Download or read book RENDANG written by Will Harris and published by Granta Books. This book was released on 2020-02-06 with total page 76 pages. Available in PDF, EPUB and Kindle. Book excerpt: WINNER OF THE FELIX DENNIS PRIZE FOR BEST FIRST COLLECTION SHORTLISTED FOR THE T.S. ELIOT PRIZE FOR POETRY 2020 A startlingly radical and surreal poetic journey, RENDANG takes the reader from West Sumatra to Planet Mongo via Gray's Inn Road, alighting on Indonesian artefacts, gentrification, and citizenry. RENDANG is an urgent comment on what it means to be a person now, a dissection of and love letter to the histories, places, and things that make us. Through adept and complex language play, a ludic voice, and a masterful command of form, Will Harris creates a poetry that charts the ambivalences, difficulties, and voices of our contemporary landscape.

Book A Nation Astray

    Book Details:
  • Author : Ingrid Anne Kleespies
  • Publisher : Cornell University Press
  • Release : 2012-11-15
  • ISBN : 1609090764
  • Pages : 250 pages

Download or read book A Nation Astray written by Ingrid Anne Kleespies and published by Cornell University Press. This book was released on 2012-11-15 with total page 250 pages. Available in PDF, EPUB and Kindle. Book excerpt: The metaphor of the nomad may at first seem surprising for Russia given its history of serfdom, travel restrictions, and strict social hierarchy. But as the imperial center struggled to tame a vast territory with ever-expanding borders, ideas of mobility, motion, travel, wandering, and homelessness came to constitute important elements in the discourse about national identity. For Russians of the nineteenth century national identity was anything but stable. This rootlessness is at the core of A Nation Astray. Here, Ingrid Anne Kleespies traces the image of the nomad and its relationship to Russian national identity through the debates and discussion of literary works by seminal writers like Karamzin, Pushkin, Chaadaev, Goncharov, and Dostoevsky. Appealing to students of Russian Romanticism, nationhood, and identity, as well as general readers interested in exile and displacement as elements of the human condition, this interdisciplinary work illuminates the historical and philosophical underpinnings of a basic aspect of Russian self-determination: the nomadic constitution of the Russian nation.
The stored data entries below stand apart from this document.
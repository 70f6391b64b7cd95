// This Source Code Form is subject to the terms of the Mozilla Public
// License, v. 2.0. If a copy of the MPL was not distributed with this
// file, You can obtain one at https://mozilla.org/MPL/2.0/.

//! Seeded breadth-first cluster growth with floor protection.

use std::collections::VecDeque;

use nalgebra::{Point3, Vector3};
use rustc_hash::FxHashSet;

use scenegrid_core::{Aabb, Cell, CellKey, Grid};

use crate::config::{FloorProtection, SelectionConfig};
use crate::result::{SelectionDiagnostics, SelectionResult, TraversalLimit};
use crate::shape::suggest_shape;

/// A cluster member and its colour distance from the seed.
#[derive(Clone, Copy)]
struct Member<'a> {
    cell: &'a Cell,
    color_distance: f32,
}

/// Grows a cluster from the cell nearest `click`.
///
/// Returns `None` only when no seed cell can be located.
pub fn select_cluster(
    grid: &Grid,
    click: &Point3<f64>,
    config: &SelectionConfig,
) -> Option<SelectionResult> {
    let hit = grid.locate_within(click, config.max_search_rings)?;
    let seed = hit.cell;
    let mut diagnostics = SelectionDiagnostics::new(hit.kind);

    let mut members = grow(grid, seed, config, &mut diagnostics);
    diagnostics.accepted_before_floor = members.len();

    if let Some(floor) = &config.floor_protection {
        apply_floor_protection(grid, &mut members, floor, &mut diagnostics);
    }
    diagnostics.accepted_after_floor = members.len();

    let mut bounds = Aabb::empty();
    let mut weighted = Vector3::zeros();
    let mut point_count = 0u64;
    let mut distance_sum = 0.0f64;
    for m in &members {
        bounds = bounds.union(&m.cell.bounds);
        weighted += m.cell.mean_position.coords * m.cell.count as f64;
        point_count += m.cell.count as u64;
        distance_sum += m.color_distance as f64;
    }

    let mut centroid = Point3::from(weighted / point_count.max(1) as f64);
    if diagnostics.floor_filter_applied {
        if let Some(floor) = &config.floor_protection {
            centroid.y += floor.upward_center_bias_factor * bounds.size().y;
        }
    }

    let mean_distance = (distance_sum / members.len().max(1) as f64) as f32;
    diagnostics.mean_color_distance = mean_distance;

    let result = SelectionResult {
        seed_cell: seed.key,
        member_cells: members.iter().map(|m| m.cell.key).collect(),
        bounds,
        centroid,
        suggested_shape: suggest_shape(&bounds, centroid, config),
        confidence: confidence(mean_distance, config.color_distance_threshold),
        point_count,
        diagnostics,
    };

    tracing::debug!(
        seed = %result.seed_cell,
        cells = result.cell_count(),
        visited = result.diagnostics.visited_cells,
        limit = ?result.diagnostics.limit_hit,
        confidence = result.confidence,
        "Selection cluster grown"
    );

    Some(result)
}

/// Breadth-first growth gated by colour similarity to the seed.
fn grow<'a>(
    grid: &'a Grid,
    seed: &'a Cell,
    config: &SelectionConfig,
    diagnostics: &mut SelectionDiagnostics,
) -> Vec<Member<'a>> {
    let seed_color = seed.mean_color;
    let threshold = config.color_distance_threshold;

    let mut members = vec![Member {
        cell: seed,
        color_distance: 0.0,
    }];
    let mut visited: FxHashSet<CellKey> = FxHashSet::default();
    visited.insert(seed.key);
    let mut queue: VecDeque<(CellKey, u32)> = VecDeque::new();
    queue.push_back((seed.key, 0));

    'search: while let Some((key, depth)) = queue.pop_front() {
        let neighbors = grid.neighbors(key, config.neighbor_radius);

        if depth >= config.max_depth {
            if neighbors.iter().any(|n| !visited.contains(&n.key)) {
                diagnostics.note_limit(TraversalLimit::Depth);
            }
            continue;
        }

        for neighbor in neighbors {
            if visited.contains(&neighbor.key) {
                continue;
            }
            if diagnostics.visited_cells >= config.max_visited_cells {
                diagnostics.note_limit(TraversalLimit::VisitedCells);
                break 'search;
            }
            visited.insert(neighbor.key);
            diagnostics.visited_cells += 1;

            let distance = neighbor.mean_color.distance(&seed_color);
            if distance > threshold {
                diagnostics.color_rejected += 1;
                continue;
            }
            if members.len() >= config.max_cluster_cells {
                diagnostics.note_limit(TraversalLimit::ClusterSize);
                break 'search;
            }

            members.push(Member {
                cell: neighbor,
                color_distance: distance,
            });
            diagnostics.max_depth_reached = diagnostics.max_depth_reached.max(depth + 1);
            queue.push_back((neighbor.key, depth + 1));
        }
    }

    members
}

/// Drops the bottom quantile of members by nominal cell centre height,
/// unless that would leave fewer than `min_protected_cells`.
///
/// Cells level with the last rejected rank are dropped with it, so a layer
/// is never split. A cluster with no vertical extent has no floor.
fn apply_floor_protection(
    grid: &Grid,
    members: &mut Vec<Member<'_>>,
    floor: &FloorProtection,
    diagnostics: &mut SelectionDiagnostics,
) {
    let n = members.len();
    let quantile = floor.bottom_quantile_reject.clamp(0.0, 1.0);
    let reject = ((n as f64 * quantile).floor() as usize).min(n);
    diagnostics.floor_rejected_cells = 0;
    if reject == 0 {
        return;
    }

    let height = |m: &Member<'_>| grid.cell_world_center(m.cell.key).y;
    let mut heights: Vec<f64> = members.iter().map(height).collect();
    heights.sort_by(f64::total_cmp);
    if heights[n - 1] <= heights[0] {
        tracing::debug!(cells = n, "Floor filter skipped for flat cluster");
        return;
    }

    let cutoff = heights[reject - 1];
    let rejected = heights.partition_point(|&h| h <= cutoff);
    diagnostics.floor_rejected_cells = rejected;
    if rejected >= n || n - rejected < floor.min_protected_cells {
        tracing::debug!(
            cells = n,
            would_reject = rejected,
            min_protected = floor.min_protected_cells,
            "Floor filter skipped"
        );
        return;
    }

    members.retain(|m| height(m) > cutoff);
    diagnostics.floor_filter_applied = true;
}

fn confidence(mean_distance: f32, threshold: f32) -> f32 {
    if threshold <= 0.0 {
        return if mean_distance <= 0.0 { 1.0 } else { 0.0 };
    }
    (1.0 - mean_distance / threshold).clamp(0.0, 1.0)
}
Book The Collected Poems  Lyrical and Narrative  of A  Mary F  Robinson  1902

Download or read book The Collected Poems Lyrical and Narrative of A Mary F Robinson 1902 written by Agnes Mary Frances Robinson and published by . This book was released on 2008-06-01 with total page 322 pages. Available in PDF, EPUB and Kindle. Book excerpt: This scarce antiquarian book is a facsimile reprint of the original. Due to its age, it may contain imperfections such as marks, notations, marginalia and flawed pages. Because we believe this work is culturally important, we have made it available as part of our commitment for protecting, preserving, and promoting the world's literature in affordable, high quality, modern editions that are true to the original work.

Book Selected Poetry

    Book Details:
  • Author : Alexander Pushkin
  • Publisher : Penguin UK
  • Release : 2020-04-23
  • ISBN : 0241207150
  • Pages : 242 pages

Download or read book Selected Poetry written by Alexander Pushkin and published by Penguin UK. This book was released on 2020-04-23 with total page 242 pages. Available in PDF, EPUB and Kindle. Book excerpt: WINNER OF THE READ RUSSIA PRIZE 2020 Alexander Pushkin established what we know as Russian literature. This collection includes his strongly personal lyric verse, which springs spontaneously from his everyday life - his numerous loves, his exile, his hectic life in St Petersburg - while the narrative poems here, from exotic Southern tales to comic parodies and fairy tales of enchanted tsars, display his endless ability to surprise. His landmark work The Bronze Horseman, with its ghostly central figure of Peter the Great, holds the meaning of all Russian history. Antony Wood's translations reveal the variety, inventiveness and perfection of Pushkin's verse.

Book Chord Box

    Book Details:
  • Author : Elizabeth Lindsey Rogers
  • Publisher : University of Arkansas Press
  • Release : 2013-02-01
  • ISBN : 1557289980
  • Pages : 109 pages

Download or read book Chord Box written by Elizabeth Lindsey Rogers and published by University of Arkansas Press. This book was released on 2013-02-01 with total page 109 pages. Available in PDF, EPUB and Kindle. Book excerpt: Finalist: 2013 Miller Williams Poetry Prize

Book Collected Poems  1954 2004

Download or read book Collected Poems 1954 2004 written by Irving Feldman and published by Schocken. This book was released on 2009-01-16 with total page 464 pages. Available in PDF, EPUB and Kindle. Book excerpt: Irving Feldman is a master chronicler of our collective experience and an overlooked treasure of American poetry. Feldman’s rich body of work exhibits his mastery of language from the biblical to the conversational, his Yiddish flair for the comic, his profound social insight and lucidity. He writes about everything from the Coney Island days of his childhood and his bohemian years in postwar New York to the art of Picasso and George Segal, from the Holocaust to its aftermath—in narrative and dramatic poems and personal lyrics that are by turns ardent, witty, biting, ecstatic, and heartbreaking. Long a favorite among his fellow poets (John Hollander has called his work “amazing in its moral intensity”), Feldman has remained true to the soul’s deepest callings: I have questioned myself aloud at night in a voice I did not recognize, hurried and disobedient, hardly brighter. What have I kept? Nothing. Not bread or the bread-word. What have I offered? Rebel in the kingdom, my gift has wanted a grace. This glorious gathering of poems displays Feldman’s entire career in all its variety and passion, and confirms his place among the great poets of our time.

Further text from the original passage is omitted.